Corrupção: Operação prende ex-servidores da Câmara de Santa Luzia por supostas fraudes em licitações
Nesta terça-feira, 21 de julho de 2026, dois indivíduos que atuaram como funcionários da Câmara Municipal de Santa Luzia, na Região Metropolitana de Belo Horizonte, foram detidos. A ação é resultado de uma operação conjunta do Ministério Público de Minas Gerais (MPMG) e da Polícia Civil, que investiga suspeitas de fraudes em processos licitatórios e contratos públicos.
Além das prisões, a Justiça determinou a apreensão de bens e o bloqueio judicial de valores dos envolvidos. A investigação que culminou nas detenções já havia registrado a execução de diversos mandados de busca e apreensão no ano anterior, indicando a profundidade do trabalho das autoridades na apuração dos fatos.
Conforme apurado pelo MPMG, há fortes indícios de que contratos públicos da Câmara Municipal foram firmados por meio de negociações ilícitas de propina, sem a devida realização de licitações. O promotor de Justiça Evandro Ventura da Silva ressaltou a abrangência do esquema: "Essas empresas já eram escolhidas antes, já se negociava com essas empresas o pagamento de propina. Nós tivemos serviços de pintura, de pedreiro, de engenharia, até mesmo compra de produtos, de material de informática e também material de escritório.
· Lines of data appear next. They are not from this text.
//! Keyspace handles scoped to a transaction.

use std::fmt;

use bytes::Bytes;

use crate::binding::{MDB_dbi, Stat};
use crate::cursor::Cursor;
use crate::error::ResultExt;
use crate::flags::{DatabaseFlags, WriteFlags};
use crate::txn::Transaction;
use crate::{Error, Result};

/// A named (or default) keyspace opened within one transaction.
///
/// The handle borrows its transaction and becomes stale as soon as that
/// transaction commits, aborts or resets; every call then fails with
/// [`Error::StaleHandle`].
pub struct Database<'txn> {
    txn: &'txn Transaction,
    dbi: MDB_dbi,
    generation: u64,
    name: Option<String>,
}

impl fmt::Debug for Database<'_> {
    fn fmt(&self, f: &mut fmt::Formatter<'_>) -> fmt::Result {
        f.debug_struct("Database")
            .field("name", &self.name)
            .field("dbi", &self.dbi)
            .field("generation", &self.generation)
            .finish()
    }
}

impl PartialEq for Database<'_> {
    fn eq(&self, other: &Self) -> bool {
        std::ptr::eq(self.txn, other.txn) && self.dbi == other.dbi && self.generation == other.generation
    }
}

impl Eq for Database<'_> {}

impl<'txn> Database<'txn> {
    pub(crate) fn new(txn: &'txn Transaction, dbi: MDB_dbi, generation: u64, name: Option<String>) -> Self {
        Self { txn, dbi, generation, name }
    }

    /// Keyspace name; `None` for the default keyspace.
    pub fn name(&self) -> Option<&str> {
        self.name.as_deref()
    }

    /// Engine keyspace identifier.
    pub fn handle(&self) -> u32 {
        self.dbi
    }

    /// The transaction this handle belongs to.
    pub fn transaction(&self) -> &'txn Transaction {
        self.txn
    }

    /// True until the owning transaction resolves or resets.
    pub fn is_valid(&self) -> bool {
        self.txn.raw_at(self.generation).is_ok()
    }

    /// Returns the value stored under `key`.
    ///
    /// A missing key is an error of kind [`ErrorKind::NotFound`](crate::ErrorKind::NotFound);
    /// use [`find`](Self::find) to get an `Option` instead.
    pub fn get<K: AsRef<[u8]>>(&self, key: K) -> Result<Bytes> {
        let txn = self.txn.raw_at(self.generation)?;
        // SAFETY: raw_at only returns the handle of the active transaction.
        unsafe { self.txn.binding().get(txn, self.dbi, key.as_ref()) }
    }

    /// Returns the value stored under `key`, or `None` if absent.
    pub fn find<K: AsRef<[u8]>>(&self, key: K) -> Result<Option<Bytes>> {
        self.get(key).optional()
    }

    /// True if `key` is present.
    pub fn contains<K: AsRef<[u8]>>(&self, key: K) -> Result<bool> {
        Ok(self.find(key)?.is_some())
    }

    /// Stores `value` under `key`.
    ///
    /// `RESERVE` and `MULTIPLE` need their own call shapes, see
    /// [`reserve`](Self::reserve) and [`Cursor::put_multiple`].
    pub fn put<K: AsRef<[u8]>, V: AsRef<[u8]>>(&self, key: K, value: V, flags: WriteFlags) -> Result<()> {
        if flags.intersects(WriteFlags::SPECIAL) {
            return Err(Error::invalid_argument("RESERVE and MULTIPLE are not plain put flags"));
        }
        let txn = self.txn.raw_at(self.generation)?;
        // SAFETY: see get
        unsafe { self.txn.binding().put(txn, self.dbi, key.as_ref(), value.as_ref(), flags) }
    }

    /// Stores `value` under `key`, overwriting any existing value.
    pub fn set<K: AsRef<[u8]>, V: AsRef<[u8]>>(&self, key: K, value: V) -> Result<()> {
        self.put(key, value, WriteFlags::empty())
    }

    /// Reserves `len` bytes under `key` and lets `fill` write them in place.
    ///
    /// The transaction refuses every other operation while `fill` runs.
    pub fn reserve<K, F>(&self, key: K, len: usize, flags: WriteFlags, fill: F) -> Result<()>
    where
        K: AsRef<[u8]>,
        F: FnOnce(&mut [u8]),
    {
        if flags.intersects(WriteFlags::SPECIAL) {
            return Err(Error::invalid_argument("reserve sets RESERVE itself"));
        }
        let txn = self.txn.raw_at(self.generation)?;
        // SAFETY: see get
        let data = unsafe { self.txn.binding().put_reserve(txn, self.dbi, key.as_ref(), len, flags) }?;
        if len == 0 {
            fill(&mut []);
            return Ok(());
        }
        let _busy = BusyGuard::new(self.txn);
        // SAFETY: the engine handed out `len` writable bytes that stay valid
        // until the next write in this transaction, which `busy` forbids.
        let buf = unsafe { std::slice::from_raw_parts_mut(data, len) };
        fill(buf);
        Ok(())
    }

    /// Removes `key` and all of its values; missing keys fail with `NotFound`.
    pub fn delete<K: AsRef<[u8]>>(&self, key: K) -> Result<()> {
        let txn = self.txn.raw_at(self.generation)?;
        // SAFETY: see get
        unsafe { self.txn.binding().del(txn, self.dbi, key.as_ref(), None) }
    }

    /// Removes one `key`/`value` pair from a `DUP_SORT` keyspace.
    pub fn delete_value<K: AsRef<[u8]>, V: AsRef<[u8]>>(&self, key: K, value: V) -> Result<()> {
        let txn = self.txn.raw_at(self.generation)?;
        // SAFETY: see get
        unsafe { self.txn.binding().del(txn, self.dbi, key.as_ref(), Some(value.as_ref())) }
    }

    /// Removes `key`, returning `false` if it was absent.
    pub fn remove<K: AsRef<[u8]>>(&self, key: K) -> Result<bool> {
        Ok(self.delete(key).optional()?.is_some())
    }

    /// B-tree statistics for this keyspace.
    pub fn stat(&self) -> Result<Stat> {
        let txn = self.txn.raw_at(self.generation)?;
        // SAFETY: see get
        unsafe { self.txn.binding().dbi_stat(txn, self.dbi) }
    }

    /// Flags the keyspace was created with.
    pub fn flags(&self) -> Result<DatabaseFlags> {
        let txn = self.txn.raw_at(self.generation)?;
        // SAFETY: see get
        unsafe { self.txn.binding().dbi_flags(txn, self.dbi) }
    }

    /// Deletes every record but keeps the keyspace.
    pub fn empty(&self) -> Result<()> {
        let txn = self.txn.raw_at(self.generation)?;
        // SAFETY: see get
        unsafe { self.txn.binding().dbi_drop(txn, self.dbi, false) }?;
        log::debug!("Emptied keyspace {:?}", self.name);
        Ok(())
    }

    /// Deletes the keyspace itself, consuming the handle.
    ///
    /// Other handles to the same keyspace fail at the engine afterwards.
    pub fn drop_keyspace(self) -> Result<()> {
        let txn = self.txn.raw_at(self.generation)?;
        // SAFETY: see get
        unsafe { self.txn.binding().dbi_drop(txn, self.dbi, true) }?;
        self.txn.forget_primary(self.dbi);
        log::debug!("Dropped keyspace {:?}", self.name);
        Ok(())
    }

    /// Releases this handle without touching the stored data.
    ///
    /// Consuming `self` is the whole release: the handle owns no native
    /// resource of its own, and the borrow on the transaction ends here.
    /// The engine keeps the keyspace identifier registered, so reopening it
    /// later is cheap. Freeing the identifier itself is an environment-wide
    /// operation; see
    /// [`Environment::close_database`](crate::Environment::close_database).
    pub fn close(self) {}

    /// Opens a cursor over this keyspace.
    pub fn cursor(&self) -> Result<Cursor<'txn>> {
        Cursor::open(self.txn, self.dbi, self.generation)
    }
}

/// Marks the transaction busy until dropped, including on unwind.
struct BusyGuard<'a>(&'a Transaction);

impl<'a> BusyGuard<'a> {
    fn new(txn: &'a Transaction) -> Self {
        txn.set_busy(true);
        Self(txn)
    }
}

impl Drop for BusyGuard<'_> {
    fn drop(&mut self) {
        self.0.set_busy(false);
    }
}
Em todos aqueles contratos em que se vislumbrava a possibilidade de pagamento de propina, o esquema entrava". A operação se concentra exclusivamente nos contratos do Legislativo municipal, apesar de uma das buscas ter ocorrido na Prefeitura de Santa Luzia.
Os dois indivíduos, um homem e uma mulher, são alvo de acusações de fraude em licitação, corrupção ativa, corrupção passiva e associação criminosa. Segundo o promotor, eles são vistos como os principais responsáveis por toda a articulação e gestão do esquema, desde a seleção das empresas vencedoras das licitações até a negociação dos valores de propina envolvidos. Durante a operação desta terça-feira, foram apreendidos dois veículos e uma série de documentos em residências, empresas ligadas aos investigados e, inclusive, na Prefeitura de Santa Luzia, onde um dos presos atualmente exerce o cargo de secretário.
O Portal Minas tentou contato com a Câmara Municipal de Santa Luzia para obter um posicionamento sobre o caso, mas não houve retorno até a última atualização desta reportagem. Em nota, a Prefeitura de Santa Luzia informou que "não se manifesta sobre informações de caráter pessoal envolvendo seus servidores" e que os "fatos apurados na operação referem-se a circunstâncias alheias à atuação dos citados como servidores na atual Administração Municipal".